- _Exercise directions_:
Which lines in the records below contain the word "ContentExtractor"? Copy each one out.

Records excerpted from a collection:
pub use audio::{Audio, NullAudio};
pub use chip8::{Chip8, Config};
pub use error::VmError;
pub use framebuffer::FrameBuffer;

mod audio;
mod chip8;
pub mod constants;
mod error;
mod framebuffer;
mod instruction;
mod keypad;
mod opcode;
mod operations;
mod state;
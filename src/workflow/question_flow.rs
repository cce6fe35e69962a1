//! 题目处理流程 - 流程层
//!
//! 核心职责：定义"一道题"的完整处理流程
//!
//! 流程顺序：
//! 1. 提取草稿（独立轮次预算）
//! 2. 标签对齐：以请求的标签为准
//! 3. 题目 / 答案两个片段各自走"校验 → 修复"循环，互不影响
//! 4. 汇总出唯一的结局：verified / failed_verification / failed_budget
//!
//! 每次能力调用的用量按步骤（extract / fix_question / fix_answer）记入结果

use std::sync::Arc;
use std::time::Instant;

use tracing::{debug, info, warn};

use crate::config::Config;
use crate::error::{CapabilityError, ExtractionError};
use crate::infrastructure::ContentVerifier;
use crate::models::{
    ContentKind, ExtractionOutcome, ExtractionResult, ImageAnnotation, Pricing, UploadedPair,
    UsageLedger, VerificationSummary,
};
use crate::safety::{BudgetExceeded, TurnGuard};
use crate::services::{ContentExtractor, ExtractionRequest, RevisionRequest};
use crate::utils::logging::truncate_text;
use crate::workflow::fix_loop::{FixLoop, FixStep};
use crate::workflow::question_ctx::QuestionCtx;

const STEP_EXTRACT: &str = "extract";

/// 单个片段的处理结果
#[derive(Debug)]
struct PieceOutcome {
    content: String,
    images: Vec<ImageAnnotation>,
    attempts: u32,
    /// 通过校验的片段为 `None`
    last_error: Option<String>,
    status: PieceStatus,
    usage: UsageLedger,
}

#[derive(Debug)]
enum PieceStatus {
    Verified,
    Exhausted,
    OutOfBudget(BudgetExceeded),
}

/// 题目处理流程
///
/// - 编排单题的提取与校验修复
/// - 只依赖能力契约（提取 + 校验），不关心落盘与并发
pub struct QuestionFlow {
    extractor: Arc<dyn ContentExtractor>,
    verifier: Arc<dyn ContentVerifier>,
    max_turns: u32,
    max_fix_attempts: u32,
    verbose_logging: bool,
    pricing: Pricing,
}

impl QuestionFlow {
    /// 创建新的题目处理流程
    pub fn new(
        config: &Config,
        extractor: Arc<dyn ContentExtractor>,
        verifier: Arc<dyn ContentVerifier>,
    ) -> Self {
        Self {
            extractor,
            verifier,
            max_turns: config.max_turns_per_question,
            max_fix_attempts: config.max_fix_attempts,
            verbose_logging: config.verbose_logging,
            pricing: config.pricing(),
        }
    }

    /// 处理一道题
    ///
    /// 预算耗尽和校验用尽都以 `Ok` 返回（结局写在结果里）；
    /// 能力调用本身出错才返回 `Err`
    pub async fn run(
        &self,
        ctx: &QuestionCtx,
        files: &UploadedPair,
    ) -> Result<ExtractionResult, ExtractionError> {
        info!("{} 开始提取", ctx);
        let request = ExtractionRequest::new(ctx.exam_type, ctx.descriptor.clone(), files);

        // ========== 步骤 1: 草稿 ==========
        let mut usage = UsageLedger::default();
        let mut guard = TurnGuard::scoped(format!("extract {}", ctx.label()), self.max_turns);
        let started = Instant::now();
        let draft = self.extractor.extract_content(&request, &mut guard).await;
        usage.record(STEP_EXTRACT, guard.usage(), started.elapsed(), &self.pricing);

        let draft = match draft {
            Ok(draft) => draft,
            Err(CapabilityError::Budget(budget)) => {
                warn!("{} ⚠️ 提取草稿时预算耗尽: {}", ctx, budget);
                return Ok(budget_failure(ctx, budget, usage));
            }
            Err(e) => return Err(e.into()),
        };
        draft.validate().map_err(CapabilityError::InvalidOutput)?;
        debug!("{} 草稿用了 {} 轮", ctx, guard.used());

        // ========== 步骤 2: 标签对齐 ==========
        let reported_label = (draft.question_label.trim() != ctx.label())
            .then(|| draft.question_label.clone());
        if let Some(reported) = &reported_label {
            warn!(
                "{} ⚠️ 返回的标签 {:?} 与请求的不一致，已改为 {:?}",
                ctx,
                reported,
                ctx.label()
            );
        }

        if self.verbose_logging {
            info!("{} 题目: {}", ctx, truncate_text(&draft.question_content, 80));
            info!("{} 答案: {}", ctx, truncate_text(&draft.answer_content, 80));
        }

        // ========== 步骤 3: 两个片段各自校验修复 ==========
        let (question, answer) = tokio::join!(
            self.verify_piece(
                ctx,
                &request,
                ContentKind::Question,
                draft.question_content,
                draft.question_images,
            ),
            self.verify_piece(
                ctx,
                &request,
                ContentKind::Answer,
                draft.answer_content,
                draft.answer_images,
            ),
        );
        let (question, answer) = (question?, answer?);
        usage.merge(&question.usage);
        usage.merge(&answer.usage);

        // ========== 步骤 4: 汇总结局 ==========
        let mut budget_note = None;
        for piece in [&question, &answer] {
            if let PieceStatus::OutOfBudget(budget) = &piece.status {
                budget_note.get_or_insert_with(|| budget.to_string());
            }
        }
        let outcome = if budget_note.is_some() {
            ExtractionOutcome::FailedBudget
        } else if matches!(question.status, PieceStatus::Exhausted)
            || matches!(answer.status, PieceStatus::Exhausted)
        {
            ExtractionOutcome::FailedVerification
        } else {
            ExtractionOutcome::Verified
        };

        match outcome {
            ExtractionOutcome::Verified => info!("{} ✓ 题目与答案均通过校验", ctx),
            other => warn!("{} ⚠️ 提取结束: {}", ctx, other),
        }

        Ok(ExtractionResult {
            index: ctx.index(),
            label: ctx.label().to_string(),
            question_content: question.content,
            answer_content: answer.content,
            question_images: question.images,
            answer_images: answer.images,
            marks: draft.marks,
            reasoning: draft.reasoning,
            outcome,
            verification: VerificationSummary {
                question_attempts: question.attempts,
                answer_attempts: answer.attempts,
                last_question_error: question.last_error,
                last_answer_error: answer.last_error,
                budget_note,
            },
            reported_label,
            usage,
        })
    }

    /// 单个片段的"校验 → 修复"循环
    async fn verify_piece(
        &self,
        ctx: &QuestionCtx,
        request: &ExtractionRequest,
        kind: ContentKind,
        mut content: String,
        mut images: Vec<ImageAnnotation>,
    ) -> Result<PieceOutcome, ExtractionError> {
        let mut fix = FixLoop::new(self.max_fix_attempts);
        let mut usage = UsageLedger::default();
        let step = format!("fix_{kind}");

        loop {
            let report = self.verifier.check(&content, kind).await?;

            let error_message = match fix.record(&report) {
                FixStep::Verified => {
                    debug!("{} {} 第 {} 次校验通过", ctx, kind, fix.attempts());
                    return Ok(PieceOutcome {
                        content,
                        images,
                        attempts: fix.attempts(),
                        last_error: None,
                        status: PieceStatus::Verified,
                        usage,
                    });
                }
                FixStep::Exhausted(error) => {
                    warn!(
                        "{} ⚠️ {} 校验 {} 次仍未通过: {}",
                        ctx,
                        kind,
                        fix.attempts(),
                        error
                    );
                    return Ok(PieceOutcome {
                        content,
                        images,
                        attempts: fix.attempts(),
                        last_error: Some(error),
                        status: PieceStatus::Exhausted,
                        usage,
                    });
                }
                FixStep::NeedsFix(error) => error,
            };

            info!(
                "{} {} 第 {} 次校验未通过，请求修复: {}",
                ctx,
                kind,
                fix.attempts(),
                truncate_text(&error_message, 120)
            );

            let revision = RevisionRequest {
                kind,
                previous_content: content.clone(),
                error_message: error_message.clone(),
                attempt: fix.attempts(),
            };
            let mut guard = TurnGuard::scoped(format!("fix {} {}", kind, ctx.label()), self.max_turns);
            let started = Instant::now();
            let revised = self.extractor.revise_content(request, &revision, &mut guard).await;
            usage.record(&step, guard.usage(), started.elapsed(), &self.pricing);

            match revised {
                Ok(revised) => {
                    revised.validate().map_err(CapabilityError::InvalidOutput)?;
                    content = revised.content;
                    if let Some(new_images) = revised.images {
                        images = new_images;
                    }
                }
                Err(CapabilityError::Budget(budget)) => {
                    warn!("{} ⚠️ 修复 {} 时预算耗尽: {}", ctx, kind, budget);
                    return Ok(PieceOutcome {
                        content,
                        images,
                        attempts: fix.attempts(),
                        last_error: Some(error_message),
                        status: PieceStatus::OutOfBudget(budget),
                        usage,
                    });
                }
                Err(e) => return Err(e.into()),
            }
        }
    }
}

- _Answer to this exercise_:
use crate::services::{ContentExtractor, ExtractionRequest, RevisionRequest};
    extractor: Arc<dyn ContentExtractor>,
        extractor: Arc<dyn ContentExtractor>,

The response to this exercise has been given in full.